* EXERCISE GOAL *
In the material below, tally the lines that include the string "futures", then write down only the total.

* DATA *
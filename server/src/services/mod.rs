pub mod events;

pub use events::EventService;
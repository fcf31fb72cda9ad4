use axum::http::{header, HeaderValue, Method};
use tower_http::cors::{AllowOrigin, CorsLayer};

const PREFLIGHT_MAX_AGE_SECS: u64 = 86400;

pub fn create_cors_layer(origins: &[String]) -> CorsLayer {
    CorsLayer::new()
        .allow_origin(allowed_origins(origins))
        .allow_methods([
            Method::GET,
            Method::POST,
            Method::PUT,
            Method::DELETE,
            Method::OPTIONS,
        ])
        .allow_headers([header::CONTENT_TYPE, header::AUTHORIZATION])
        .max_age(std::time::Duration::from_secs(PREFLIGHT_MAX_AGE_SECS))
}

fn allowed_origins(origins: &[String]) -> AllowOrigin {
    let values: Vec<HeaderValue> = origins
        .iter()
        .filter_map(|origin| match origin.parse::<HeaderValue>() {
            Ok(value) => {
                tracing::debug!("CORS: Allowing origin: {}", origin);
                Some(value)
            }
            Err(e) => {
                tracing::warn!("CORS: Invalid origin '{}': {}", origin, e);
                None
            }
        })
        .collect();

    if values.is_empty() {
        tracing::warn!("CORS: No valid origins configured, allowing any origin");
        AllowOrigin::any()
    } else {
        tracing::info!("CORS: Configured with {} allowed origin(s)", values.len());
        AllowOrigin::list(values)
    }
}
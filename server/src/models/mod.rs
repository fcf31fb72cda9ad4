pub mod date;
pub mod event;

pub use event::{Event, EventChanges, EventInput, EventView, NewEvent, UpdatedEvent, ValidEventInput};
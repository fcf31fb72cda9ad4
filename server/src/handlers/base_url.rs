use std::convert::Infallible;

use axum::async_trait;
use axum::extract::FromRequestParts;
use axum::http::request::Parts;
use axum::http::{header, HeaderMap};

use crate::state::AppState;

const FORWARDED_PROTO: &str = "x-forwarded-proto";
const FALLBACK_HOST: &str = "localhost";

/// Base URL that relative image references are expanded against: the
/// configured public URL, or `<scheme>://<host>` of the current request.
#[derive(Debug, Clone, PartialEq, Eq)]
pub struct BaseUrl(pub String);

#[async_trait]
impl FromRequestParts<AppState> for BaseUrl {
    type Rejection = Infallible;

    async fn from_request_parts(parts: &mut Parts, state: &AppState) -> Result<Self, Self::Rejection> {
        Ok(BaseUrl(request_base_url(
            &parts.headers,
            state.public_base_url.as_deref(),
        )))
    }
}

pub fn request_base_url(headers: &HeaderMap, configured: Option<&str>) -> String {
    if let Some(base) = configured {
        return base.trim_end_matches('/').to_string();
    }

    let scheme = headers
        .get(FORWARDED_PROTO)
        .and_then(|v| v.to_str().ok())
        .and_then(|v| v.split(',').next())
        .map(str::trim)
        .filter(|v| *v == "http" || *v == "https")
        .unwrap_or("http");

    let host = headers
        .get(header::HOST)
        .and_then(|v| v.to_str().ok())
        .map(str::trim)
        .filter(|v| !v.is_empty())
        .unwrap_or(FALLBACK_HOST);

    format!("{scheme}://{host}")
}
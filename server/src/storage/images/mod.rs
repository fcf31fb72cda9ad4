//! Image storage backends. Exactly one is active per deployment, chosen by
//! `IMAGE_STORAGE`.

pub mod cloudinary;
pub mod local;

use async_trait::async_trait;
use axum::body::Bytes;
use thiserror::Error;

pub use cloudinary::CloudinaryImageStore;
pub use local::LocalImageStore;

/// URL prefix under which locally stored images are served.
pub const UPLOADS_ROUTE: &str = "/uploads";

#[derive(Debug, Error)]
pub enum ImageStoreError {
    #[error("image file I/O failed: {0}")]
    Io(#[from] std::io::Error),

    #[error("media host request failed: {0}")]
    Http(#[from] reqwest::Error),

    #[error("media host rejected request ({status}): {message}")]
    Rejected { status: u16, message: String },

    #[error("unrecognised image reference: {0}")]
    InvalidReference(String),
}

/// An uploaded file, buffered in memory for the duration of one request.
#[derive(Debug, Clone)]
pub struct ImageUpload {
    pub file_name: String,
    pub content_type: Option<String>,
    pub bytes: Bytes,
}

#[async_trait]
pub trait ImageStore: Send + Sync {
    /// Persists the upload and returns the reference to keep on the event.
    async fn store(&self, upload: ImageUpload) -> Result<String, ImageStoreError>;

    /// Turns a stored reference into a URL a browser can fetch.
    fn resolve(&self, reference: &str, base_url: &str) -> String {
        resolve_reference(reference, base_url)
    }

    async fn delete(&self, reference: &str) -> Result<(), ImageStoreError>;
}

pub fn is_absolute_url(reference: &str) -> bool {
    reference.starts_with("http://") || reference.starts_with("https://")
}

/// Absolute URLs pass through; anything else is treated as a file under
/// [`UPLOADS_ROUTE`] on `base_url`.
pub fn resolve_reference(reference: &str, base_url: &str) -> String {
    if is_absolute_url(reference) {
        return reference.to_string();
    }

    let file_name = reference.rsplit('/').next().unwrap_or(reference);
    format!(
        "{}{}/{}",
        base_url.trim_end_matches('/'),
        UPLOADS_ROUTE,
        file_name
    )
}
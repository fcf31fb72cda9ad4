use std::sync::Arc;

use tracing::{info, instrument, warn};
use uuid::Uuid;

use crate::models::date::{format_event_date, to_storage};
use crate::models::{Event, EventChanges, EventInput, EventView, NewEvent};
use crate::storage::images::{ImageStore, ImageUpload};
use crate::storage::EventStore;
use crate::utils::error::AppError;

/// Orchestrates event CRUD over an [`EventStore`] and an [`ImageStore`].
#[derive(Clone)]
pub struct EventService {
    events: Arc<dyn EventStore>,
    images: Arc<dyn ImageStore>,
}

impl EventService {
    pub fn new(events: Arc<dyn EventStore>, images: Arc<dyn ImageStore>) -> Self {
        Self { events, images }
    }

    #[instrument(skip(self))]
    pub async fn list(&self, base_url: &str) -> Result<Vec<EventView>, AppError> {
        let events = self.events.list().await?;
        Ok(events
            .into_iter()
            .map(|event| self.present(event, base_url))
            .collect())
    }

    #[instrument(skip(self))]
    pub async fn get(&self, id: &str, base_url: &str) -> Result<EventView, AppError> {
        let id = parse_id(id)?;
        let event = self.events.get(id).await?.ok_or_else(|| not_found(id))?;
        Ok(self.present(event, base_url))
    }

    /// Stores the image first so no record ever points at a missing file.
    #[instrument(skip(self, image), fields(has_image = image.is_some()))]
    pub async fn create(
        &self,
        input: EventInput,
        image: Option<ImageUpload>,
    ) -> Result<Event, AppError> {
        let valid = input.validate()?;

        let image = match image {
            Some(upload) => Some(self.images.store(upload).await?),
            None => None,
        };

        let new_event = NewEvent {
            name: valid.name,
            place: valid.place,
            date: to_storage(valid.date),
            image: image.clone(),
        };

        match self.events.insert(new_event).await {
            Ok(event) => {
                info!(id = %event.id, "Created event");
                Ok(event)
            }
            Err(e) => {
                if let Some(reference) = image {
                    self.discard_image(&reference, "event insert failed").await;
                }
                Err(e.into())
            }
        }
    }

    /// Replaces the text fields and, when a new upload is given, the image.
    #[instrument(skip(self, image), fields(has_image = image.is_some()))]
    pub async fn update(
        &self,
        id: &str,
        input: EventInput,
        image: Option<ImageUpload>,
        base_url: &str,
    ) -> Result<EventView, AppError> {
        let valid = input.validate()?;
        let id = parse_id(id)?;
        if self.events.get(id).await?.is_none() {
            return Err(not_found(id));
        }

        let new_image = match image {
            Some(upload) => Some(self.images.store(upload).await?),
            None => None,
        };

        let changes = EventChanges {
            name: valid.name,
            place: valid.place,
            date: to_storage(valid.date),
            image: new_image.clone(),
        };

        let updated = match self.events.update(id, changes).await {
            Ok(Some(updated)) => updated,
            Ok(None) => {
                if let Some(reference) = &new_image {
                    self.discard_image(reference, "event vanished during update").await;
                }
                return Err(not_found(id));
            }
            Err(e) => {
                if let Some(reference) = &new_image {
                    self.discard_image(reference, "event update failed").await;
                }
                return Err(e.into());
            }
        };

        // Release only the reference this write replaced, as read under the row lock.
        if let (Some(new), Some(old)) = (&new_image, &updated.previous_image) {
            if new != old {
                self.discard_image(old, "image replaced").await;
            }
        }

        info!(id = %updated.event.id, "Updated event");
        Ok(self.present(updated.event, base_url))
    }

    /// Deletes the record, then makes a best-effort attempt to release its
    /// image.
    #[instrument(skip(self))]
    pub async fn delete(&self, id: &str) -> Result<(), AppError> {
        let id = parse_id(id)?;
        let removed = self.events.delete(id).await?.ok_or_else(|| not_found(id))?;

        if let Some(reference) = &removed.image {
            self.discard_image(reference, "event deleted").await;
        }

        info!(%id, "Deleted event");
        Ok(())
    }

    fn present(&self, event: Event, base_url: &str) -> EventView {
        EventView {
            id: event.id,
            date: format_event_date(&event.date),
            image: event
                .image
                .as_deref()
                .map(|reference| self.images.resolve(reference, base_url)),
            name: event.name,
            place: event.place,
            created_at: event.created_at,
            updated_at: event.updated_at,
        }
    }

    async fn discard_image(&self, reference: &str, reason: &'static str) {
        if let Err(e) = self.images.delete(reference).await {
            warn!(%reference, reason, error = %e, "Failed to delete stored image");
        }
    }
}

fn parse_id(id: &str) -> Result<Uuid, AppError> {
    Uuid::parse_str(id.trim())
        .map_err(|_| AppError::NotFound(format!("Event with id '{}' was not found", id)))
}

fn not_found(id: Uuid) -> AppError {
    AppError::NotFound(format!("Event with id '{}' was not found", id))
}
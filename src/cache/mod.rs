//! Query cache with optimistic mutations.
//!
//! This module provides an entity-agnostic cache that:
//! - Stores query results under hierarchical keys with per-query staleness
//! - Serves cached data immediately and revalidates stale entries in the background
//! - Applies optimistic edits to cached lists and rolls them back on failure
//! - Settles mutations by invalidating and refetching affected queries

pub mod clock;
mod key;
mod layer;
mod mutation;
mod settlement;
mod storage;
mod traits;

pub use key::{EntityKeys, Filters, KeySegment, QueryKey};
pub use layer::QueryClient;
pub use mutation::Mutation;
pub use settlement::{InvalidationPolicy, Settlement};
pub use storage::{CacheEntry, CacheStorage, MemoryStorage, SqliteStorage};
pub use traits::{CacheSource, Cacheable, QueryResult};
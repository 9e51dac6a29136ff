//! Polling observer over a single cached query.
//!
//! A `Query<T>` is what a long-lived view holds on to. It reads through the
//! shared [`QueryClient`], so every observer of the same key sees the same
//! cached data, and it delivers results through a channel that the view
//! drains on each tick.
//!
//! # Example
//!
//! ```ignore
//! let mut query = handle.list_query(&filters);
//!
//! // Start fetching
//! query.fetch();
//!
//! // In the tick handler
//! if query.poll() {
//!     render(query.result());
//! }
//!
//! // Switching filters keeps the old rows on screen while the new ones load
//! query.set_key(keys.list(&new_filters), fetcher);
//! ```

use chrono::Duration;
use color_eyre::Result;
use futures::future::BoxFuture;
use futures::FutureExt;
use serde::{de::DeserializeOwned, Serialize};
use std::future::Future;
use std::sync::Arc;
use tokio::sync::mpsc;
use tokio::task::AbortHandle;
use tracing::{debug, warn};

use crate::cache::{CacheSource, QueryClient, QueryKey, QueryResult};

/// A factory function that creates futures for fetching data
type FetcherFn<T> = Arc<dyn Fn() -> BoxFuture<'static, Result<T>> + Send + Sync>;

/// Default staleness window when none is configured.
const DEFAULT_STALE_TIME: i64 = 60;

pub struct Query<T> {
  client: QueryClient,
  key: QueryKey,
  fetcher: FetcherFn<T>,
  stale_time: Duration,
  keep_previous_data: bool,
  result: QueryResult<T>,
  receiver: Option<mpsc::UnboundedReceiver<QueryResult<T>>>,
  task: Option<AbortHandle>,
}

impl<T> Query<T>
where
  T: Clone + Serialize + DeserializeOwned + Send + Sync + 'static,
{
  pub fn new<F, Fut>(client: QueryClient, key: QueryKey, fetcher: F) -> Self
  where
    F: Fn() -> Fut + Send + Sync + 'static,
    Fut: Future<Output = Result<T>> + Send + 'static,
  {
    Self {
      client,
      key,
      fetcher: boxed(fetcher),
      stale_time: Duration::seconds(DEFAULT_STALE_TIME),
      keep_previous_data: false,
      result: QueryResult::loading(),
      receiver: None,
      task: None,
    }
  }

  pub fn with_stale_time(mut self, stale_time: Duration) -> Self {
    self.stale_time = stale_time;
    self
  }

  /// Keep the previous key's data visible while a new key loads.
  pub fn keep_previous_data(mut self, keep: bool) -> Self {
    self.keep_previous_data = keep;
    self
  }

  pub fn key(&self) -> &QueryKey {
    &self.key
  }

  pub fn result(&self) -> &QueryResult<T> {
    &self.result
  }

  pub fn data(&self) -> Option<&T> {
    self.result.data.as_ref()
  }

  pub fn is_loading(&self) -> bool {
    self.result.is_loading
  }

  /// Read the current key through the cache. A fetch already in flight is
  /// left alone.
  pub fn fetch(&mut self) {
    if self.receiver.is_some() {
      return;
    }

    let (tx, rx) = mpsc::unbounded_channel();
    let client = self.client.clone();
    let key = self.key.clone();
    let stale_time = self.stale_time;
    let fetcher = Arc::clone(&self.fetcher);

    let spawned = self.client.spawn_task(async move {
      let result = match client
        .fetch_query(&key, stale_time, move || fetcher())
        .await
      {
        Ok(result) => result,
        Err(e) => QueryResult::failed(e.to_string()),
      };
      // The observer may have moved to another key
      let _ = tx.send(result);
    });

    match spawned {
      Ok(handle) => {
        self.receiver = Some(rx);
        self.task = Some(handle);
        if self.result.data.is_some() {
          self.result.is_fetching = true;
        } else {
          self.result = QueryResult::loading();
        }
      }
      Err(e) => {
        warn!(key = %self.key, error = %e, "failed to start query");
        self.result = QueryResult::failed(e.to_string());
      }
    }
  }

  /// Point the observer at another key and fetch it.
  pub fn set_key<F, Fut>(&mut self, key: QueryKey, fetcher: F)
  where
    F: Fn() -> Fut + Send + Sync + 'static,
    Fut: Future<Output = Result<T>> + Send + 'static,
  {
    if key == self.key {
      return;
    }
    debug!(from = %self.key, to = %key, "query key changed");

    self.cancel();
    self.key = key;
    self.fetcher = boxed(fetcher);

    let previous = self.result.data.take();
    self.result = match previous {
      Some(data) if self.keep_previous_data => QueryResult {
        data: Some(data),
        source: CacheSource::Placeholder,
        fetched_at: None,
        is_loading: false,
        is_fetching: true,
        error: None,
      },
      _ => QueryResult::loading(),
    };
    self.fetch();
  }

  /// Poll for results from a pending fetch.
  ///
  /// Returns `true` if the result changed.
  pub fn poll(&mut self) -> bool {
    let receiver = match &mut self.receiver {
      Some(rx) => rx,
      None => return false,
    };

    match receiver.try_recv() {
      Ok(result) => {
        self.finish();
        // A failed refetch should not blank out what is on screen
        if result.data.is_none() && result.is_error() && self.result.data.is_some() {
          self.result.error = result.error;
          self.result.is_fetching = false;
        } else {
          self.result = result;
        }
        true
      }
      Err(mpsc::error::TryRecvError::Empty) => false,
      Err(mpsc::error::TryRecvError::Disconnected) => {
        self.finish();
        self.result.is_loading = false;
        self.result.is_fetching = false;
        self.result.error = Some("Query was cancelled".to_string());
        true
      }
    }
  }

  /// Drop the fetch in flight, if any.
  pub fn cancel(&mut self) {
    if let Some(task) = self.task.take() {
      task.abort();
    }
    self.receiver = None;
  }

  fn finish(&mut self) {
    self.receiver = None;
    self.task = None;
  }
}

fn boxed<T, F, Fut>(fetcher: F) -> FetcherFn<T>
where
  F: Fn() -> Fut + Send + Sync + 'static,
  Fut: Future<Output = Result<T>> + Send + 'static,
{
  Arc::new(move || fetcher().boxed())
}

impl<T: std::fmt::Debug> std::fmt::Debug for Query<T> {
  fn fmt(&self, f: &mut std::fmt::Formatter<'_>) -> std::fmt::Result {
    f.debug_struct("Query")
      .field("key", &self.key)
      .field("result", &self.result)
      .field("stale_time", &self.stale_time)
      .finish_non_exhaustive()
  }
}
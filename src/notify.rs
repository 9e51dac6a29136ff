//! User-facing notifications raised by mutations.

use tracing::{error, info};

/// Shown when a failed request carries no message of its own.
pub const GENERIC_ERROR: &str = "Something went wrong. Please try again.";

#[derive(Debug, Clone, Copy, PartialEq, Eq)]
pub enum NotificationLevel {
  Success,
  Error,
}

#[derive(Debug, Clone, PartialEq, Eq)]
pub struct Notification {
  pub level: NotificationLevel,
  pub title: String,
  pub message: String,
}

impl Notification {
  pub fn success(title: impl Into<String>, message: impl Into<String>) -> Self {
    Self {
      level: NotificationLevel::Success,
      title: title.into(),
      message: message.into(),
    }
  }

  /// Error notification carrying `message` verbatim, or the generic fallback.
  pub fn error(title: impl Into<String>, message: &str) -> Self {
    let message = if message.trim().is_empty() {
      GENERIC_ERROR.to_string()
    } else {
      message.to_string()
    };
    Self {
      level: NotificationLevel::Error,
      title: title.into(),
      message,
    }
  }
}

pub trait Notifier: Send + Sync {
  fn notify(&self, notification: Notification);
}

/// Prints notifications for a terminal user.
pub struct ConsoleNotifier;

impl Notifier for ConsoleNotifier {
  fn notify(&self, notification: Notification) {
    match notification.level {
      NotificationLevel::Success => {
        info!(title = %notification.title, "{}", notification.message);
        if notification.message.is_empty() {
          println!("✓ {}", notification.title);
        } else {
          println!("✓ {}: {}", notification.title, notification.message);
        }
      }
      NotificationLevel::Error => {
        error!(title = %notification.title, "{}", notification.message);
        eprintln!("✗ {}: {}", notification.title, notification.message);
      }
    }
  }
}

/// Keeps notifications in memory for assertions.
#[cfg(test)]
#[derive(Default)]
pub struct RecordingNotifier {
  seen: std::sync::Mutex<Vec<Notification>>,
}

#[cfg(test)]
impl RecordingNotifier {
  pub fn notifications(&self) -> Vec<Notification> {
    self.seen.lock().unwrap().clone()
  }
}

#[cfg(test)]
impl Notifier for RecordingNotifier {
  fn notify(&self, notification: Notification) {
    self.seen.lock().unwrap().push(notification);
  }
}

* WRITTEN ANSWER *
3